My journey to recovery after rape

I am not the only man who has been raped. There are countless thousands of us. Fear, guilt and shame prevent us from disclosing our experiences.

I do not seek to change this nor do I want to change the world. By providing this account I seek only to offer hope to others.

I was a not a child when I was raped. I was in my early twenties and had no idea that such things happen to men. This story is a common one, and it begins in a dingy nightclub.

The club was a dive. The floor was sticky with spilled beer. The smell of sweat and dry ice permeated the air. I was out celebrating the birthday of an acquaintance when it happened. I don`t pretend that my actions had no influence on the events that followed. We had been out drinking for a considerable time, and I could only be described as being a little worse for wear.

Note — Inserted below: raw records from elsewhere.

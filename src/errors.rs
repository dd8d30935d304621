use std::path::PathBuf;

use thiserror::Error;

/// Top-level client error.
/// All variants carry a human-readable message for display/logging.
#[derive(Debug, Error)]
pub enum AppError {
    // ── Transport / API errors ───────────────────────────────────────────────
    #[error("Network error: {0}")]
    Network(#[source] reqwest::Error),

    #[error("Server error {status}: {message}")]
    BackendStatus { status: u16, message: String },

    #[error("{message}")]
    Backend { message: String },

    #[error("Failed to decode {what}: {source}")]
    Decode {
        what: &'static str,
        #[source]
        source: serde_json::Error,
    },

    // ── Ledger errors ────────────────────────────────────────────────────────
    #[error("Ledger I/O failed at '{}': {source}", path.display())]
    LedgerIo {
        path: PathBuf,
        #[source]
        source: std::io::Error,
    },

    #[error("Ledger file '{}' is corrupt: {source}", path.display())]
    LedgerCorrupt {
        path: PathBuf,
        #[source]
        source: serde_json::Error,
    },

    // ── Session store errors ─────────────────────────────────────────────────
    #[error("Chat '{id}' not found")]
    ChatNotFound { id: String },

    #[error("Chat '{chat_id}' already has a pending message")]
    PendingMessageExists { chat_id: String },

    #[error("Chat '{chat_id}' has no pending message")]
    NoPendingMessage { chat_id: String },

    #[error("Chat '{chat_id}' is streaming and cannot be deleted")]
    ChatStreaming { chat_id: String },

    // ── Stream errors ────────────────────────────────────────────────────────
    #[error("Stream protocol error: {message}")]
    Protocol { message: String },

    #[error("Stream closed before completion")]
    StreamClosed,

    #[error("Session recovery already ran")]
    AlreadyBootstrapped,

    // ── Validation errors ────────────────────────────────────────────────────
    #[error("Field '{field_name}' cannot be empty")]
    EmptyField { field_name: String },

    #[error("A request is already in flight")]
    RequestInFlight,

    // ── System errors ────────────────────────────────────────────────────────
    #[error("Invalid configuration: {0}")]
    Config(String),
}

pub type AppResult<T> = Result<T, AppError>;

impl AppError {
    pub fn decode(what: &'static str, source: serde_json::Error) -> Self {
        AppError::Decode { what, source }
    }

    pub fn protocol(message: impl Into<String>) -> Self {
        AppError::Protocol { message: message.into() }
    }

    pub fn chat_not_found(id: &str) -> Self {
        AppError::ChatNotFound { id: id.to_string() }
    }

    pub fn is_not_found(&self) -> bool {
        matches!(self, AppError::ChatNotFound { .. })
    }

    pub fn is_validation(&self) -> bool {
        matches!(self, AppError::EmptyField { .. } | AppError::RequestInFlight)
    }

    /// Errors that a reconnect may cure.
    pub fn is_transport(&self) -> bool {
        matches!(
            self,
            AppError::Network(_) | AppError::BackendStatus { .. } | AppError::StreamClosed
        )
    }
}

impl From<reqwest::Error> for AppError {
    fn from(e: reqwest::Error) -> Self {
        AppError::Network(e)
    }
}

#[cfg(test)]
mod tests {
    use super::*;

    #[test]
    fn validation_errors_are_classified() {
        let empty = AppError::EmptyField { field_name: "message".into() };
        assert!(empty.is_validation());
        assert!(AppError::RequestInFlight.is_validation());
        assert!(!AppError::AlreadyBootstrapped.is_validation());
        assert_eq!(empty.to_string(), "Field 'message' cannot be empty");
    }

    #[test]
    fn status_errors_are_transport() {
        let err = AppError::BackendStatus { status: 502, message: "bad gateway".into() };
        assert!(err.is_transport());
        assert!(!AppError::protocol("no control").is_transport());
        assert!(AppError::chat_not_found("c1").is_not_found());
    }
}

Following a huge fight with my then girlfriend, I had gone out with the sole intention of drinking heavily and was happily engaged in this endeavour when another barfly struck up a conversation with me. All too soon my glass was empty and how grateful I was when he offered to refill it.

My drink tasted slightly strange. With hindsight, I blame myself for accepting it but at the time all I could think was that the establishment must have been watering down their beer. This was, after all, a dive. But a free beer was still a free beer. Until I had finished my drink, this had been an entirely normal interaction.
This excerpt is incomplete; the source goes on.